Pittsburgh City Council unanimously approved an $18 million budget for the G-20 Summit today, giving city officials the green light to sign pacts with other governments that will send police to back up the locals on security and crowd control.
The $18 million budget is $2 million higher than the one Mayor Luke Ravenstahl originally offered up, and is a pared-down version of the $25 million spending blueprint that Allegheny County Executive Dan Onorato floated yesterday.
With the threat of losing out-of-town police support for the summit hanging over their heads, council had halted its usual Tuesday meeting in mid-stream to hold closed-door talks with the mayor.
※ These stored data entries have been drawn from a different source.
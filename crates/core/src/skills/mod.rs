//! # Inquiry Skills
//!
//! One stage handler per pipeline agent, plus the prompt templates they
//! render.
//!
//! ## Stages
//!
//! **Research loop** (may repeat, bounded by the restart controller):
//! - `SearchHandler` - topic scan with tool results and grounding
//! - `LearningsHandler` - stylized facts from the research summary
//! - `OpportunityAnalysisHandler` - gap assessment, may ask for another search
//!
//! **Synthesis:**
//! - `ProposerHandler` - research directions
//! - `NoveltyCheckerHandler` - prior-work check with tool results
//! - `AggregatorHandler` - final report (terminal-critical)
//!
//! **Extraction:**
//! - `FactsExtractorHandler`, `QuestionsExtractorHandler` - bullet lists parsed
//!   from the final report

pub mod extract;
pub mod prompts;
pub mod stage;

pub mod aggregator;
pub mod extractors;
pub mod learnings;
pub mod novelty;
pub mod opportunity;
pub mod proposer;
pub mod search;

// Re-exports for convenience
pub use extract::{parse_facts, parse_questions};
pub use prompts::{render, template_for, FALLBACK_MARKER};
pub use stage::{handler_for, PromptContext, StageHandler, ToolQuery, FALLBACK_TAG};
Members came out of those talks in agreement, then promptly voted to release money for the summit, accept aid from the federal and state governments and contract with other cities, states and municipalities.
"Before today, it was very unclear about the budgets," said Councilman Patrick Dowd. "Here, for the city, from our perspective, we have a very clear budget -- just a little bit more than $18 million in reimbursable expenses."
That follows dueling news conferences yesterday at which Mr. Onorato outlined a $25 million tab for the Sept. 24-25 summit of world leaders, while Mr. Ravenstahl urged that the governments focus on a smaller, public-safety-first spending plan. Early this morning, Mr. Ravenstahl made a rare trip to council's suite to make his case to his former colleagues there.
"I was delighted to see that he came over to the halls and talked with us," said Mr. Dowd.
It was not immediately clear whether the city and county had reached accord.
"I define the budget a little bit differently, I guess, than the county executive does," the mayor said after the first of two rounds of meetings with council.
The mayor said the city will get $2.65 million in state money and the county will get $1.75 million, and they will split a $2.5 million Department of Homeland Security grant. He added that the county hasn't signed off on the budget city council passed, even though it includes $3.5 million in county costs.
Council Finance Chair William Peduto said that members were warned by Public Safety Director Michael Huss that delays in finalizing G-20 funding were starting to hurt the city's effort to hire 3,100 out-of-town police to supplement the existing force. "They've already lost two cities who've said that they will not send officers now," he said, declining to name the cities.